Couldn’t sense Dastien’s feelings? No smells? White canvas shoes?
This was all kinds of wrong.
Dastien squatted in front of me. “Everything okay?” One of his dark curls fell across his forehead, and he brushed it back. A move so familiar that I questioned my gut for a second.
This was my Dastien, but the rest of it… “I don’t know.” I looked around as I stood, but I didn’t recognize the place.
We were i
n the entryway of a large building. Behind me was a desk with a security guard. Three hallways branched off from where we stood, but everything was white. There were no signs to give me a clue. “Where are we?” The best I could come up with was some kind of office building, but that didn’t explain why Dastien was wearing scrubs.
“You don’t know?”
I licked my lips. “No.” If I was still in my head, then maybe I’d switched into a vision. Was I seeing a future possibility? No. That didn’t quite fit. I didn’t think Dastien had any desire to be a doctor. Did he?
What the hell was this?
“Are you having one of your episodes?” His condescending tone made my hackles rise.
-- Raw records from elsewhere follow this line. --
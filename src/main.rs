//! CLI entry point for map scoring and search

use clap::Parser;
use mapsmith::io::cli::{Cli, Session, init_tracing};

fn main() -> mapsmith::Result<()> {
    init_tracing();
    let cli = Cli::parse();
    let mut session = Session::new(cli);
    session.run().map(|_| ())
}
//! Tests for argument parsing and end-to-end search sessions

#[cfg(test)]
mod tests {
    use crate::fixtures::{CATALOG_JSON, dump};
    use clap::Parser;
    use mapsmith::evolution::params::{FitnessAxis, MutationPolicy, Pressure};
    use mapsmith::io::cli::{Cli, Mode, Session, init_tracing};
    use mapsmith::io::configuration::{DEFAULT_POPULATION_SIZE, DEFAULT_SEED};
    use std::path::{Path, PathBuf};

    fn arg(path: &Path) -> String {
        path.to_string_lossy().into_owned()
    }

    fn write_inputs(dir: &Path) -> (String, String) {
        let catalog = dir.join("types.json");
        let seed = dir.join("duel.txt");
        std::fs::write(&catalog, CATALOG_JSON).expect("writable");
        std::fs::write(&seed, dump(&["0....", ".#.#.", "..G..", ".#.#.", "....1"]))
            .expect("writable");
        (arg(&catalog), arg(&seed))
    }

    // Tests parsing with only the positional arguments
    // Verified by changing the default mode
    #[test]
    fn test_cli_parse_minimal_args() {
        let cli = Cli::parse_from(["mapsmith", "types.json", "seed.txt"]);
        assert_eq!(cli.catalog, PathBuf::from("types.json"));
        assert_eq!(cli.seed_map, PathBuf::from("seed.txt"));
        assert_eq!(cli.output, PathBuf::from("maps"));
        assert_eq!(cli.mode, Mode::Elites);
        assert_eq!(cli.seed, DEFAULT_SEED);
        assert_eq!(cli.population, DEFAULT_POPULATION_SIZE);
        assert!(cli.should_show_progress());
        assert!(cli.archive_params().schedule.is_none());
    }

    // Tests every flag reaches the search parameters
    // Verified by ignoring the terrain-only flag
    #[test]
    fn test_cli_parse_all_args() {
        let cli = Cli::parse_from([
            "mapsmith",
            "types.json",
            "seed.txt",
            "-o",
            "out",
            "--mode",
            "evolve",
            "-s",
            "7",
            "-p",
            "20",
            "-g",
            "3",
            "-m",
            "2",
            "-x",
            "safe-areas",
            "-y",
            "resource-safety",
            "--mutation-policy",
            "preserve-walkability",
            "--terrain-only",
            "--minimise",
            "-W",
            "5",
            "-H",
            "4",
            "--steps",
            "6",
            "--four-corners",
            "--quiet",
        ]);
        assert_eq!(cli.mode, Mode::Evolve);
        assert!(cli.minimise);
        assert!(!cli.should_show_progress());

        let ga = cli.ga_params();
        assert_eq!(ga.seed, 7);
        assert_eq!(ga.population_size, 20);
        assert_eq!(ga.generation_count, 3);
        assert_eq!(ga.max_initial_mutation, 2);
        assert_eq!(ga.x_axis, FitnessAxis::SafeAreas);
        assert_eq!(ga.y_axis, FitnessAxis::ResourceSafety);
        assert_eq!(ga.mutation_policy, MutationPolicy::PreserveWalkability);
        assert!(!ga.generate_entities);

        let archive = cli.archive_params();
        assert_eq!((archive.width, archive.height, archive.steps), (5, 4, 6));
        assert_eq!(
            archive.schedule,
            Some(Pressure::four_corners(
                FitnessAxis::SafeAreas,
                FitnessAxis::ResourceSafety
            ))
        );
    }

    // Tests evolve mode writes the ranked population
    // Verified by writing only the best candidate
    #[test]
    fn test_session_evolve() {
        let dir = tempfile::tempdir().expect("temp dir");
        let (catalog, seed) = write_inputs(dir.path());
        let output = dir.path().join("out");
        let cli = Cli::parse_from([
            "mapsmith",
            catalog.as_str(),
            seed.as_str(),
            "-o",
            arg(&output).as_str(),
            "--mode",
            "evolve",
            "-p",
            "5",
            "-g",
            "2",
            "-q",
        ]);
        let written = Session::new(cli).run().expect("session succeeds");
        assert_eq!(written.len(), 5);
        assert_eq!(written.first(), Some(&output.join("duel_rank00.txt")));
        assert!(written.iter().all(|path| path.exists()));
    }

    // Tests elites mode writes one dump per occupied archive cell
    // Verified by writing every pooled candidate
    #[test]
    fn test_session_elites() {
        let dir = tempfile::tempdir().expect("temp dir");
        let (catalog, seed) = write_inputs(dir.path());
        let output = dir.path().join("archive");
        let cli = Cli::parse_from([
            "mapsmith",
            catalog.as_str(),
            seed.as_str(),
            "-o",
            arg(&output).as_str(),
            "-p",
            "4",
            "-g",
            "2",
            "--steps",
            "2",
            "--mutation-policy",
            "preserve-walkability",
            "--quiet",
        ]);
        let written = Session::new(cli).run().expect("session succeeds");
        assert!(!written.is_empty());
        for path in &written {
            let name = path.file_name().and_then(|n| n.to_str()).unwrap_or_default();
            assert!(name.starts_with("duel_x") && name.ends_with(".txt"), "{name}");
            assert!(path.exists());
        }
    }

    // Tests a missing seed map surfaces as an error
    // Verified by skipping missing inputs
    #[test]
    fn test_session_missing_seed() {
        let dir = tempfile::tempdir().expect("temp dir");
        let (catalog, _) = write_inputs(dir.path());
        let missing = dir.path().join("absent.txt");
        let cli = Cli::parse_from([
            "mapsmith",
            catalog.as_str(),
            &arg(&missing),
            "-q",
        ]);
        assert!(Session::new(cli).run().is_err());
    }

    // Tests a second subscriber install reports failure instead of panicking
    // Verified by discarding the install result
    #[test]
    fn test_init_tracing_twice() {
        init_tracing();
        assert!(!init_tracing());
    }
}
“Episodes?” What the hell was he talking about?
“Maybe it’s time to get you back to your room.”
My room? Was I supposed to be a patient in a hospital? I didn’t feel sick.
And then I almost laughed. I stood and pushed past Dastien into the courtyard outside. The sun hit my face, but it didn’t have any heat.
Dastien and I once had a conversation about this exact fear. I’d woken up one morning in Dastien’s house in France and despite everything that had happened, I was so thankful with how my life had turned out. Even if I’d almost been killed multiple times, I’d survived and was on the most perfect honeymoon. I’d wondered offhandedly if my life was really just a dream. If maybe I was Freaky Tessa and was having a mental break in a psychiatric facility.
If the thing that was attacking me had bothered to look a little deeper in my mind, they’d know this wasn’t a valid fear of mine. If anything, it was more like a joke Dastien and I had shared than a fear that I spent any real time worrying about.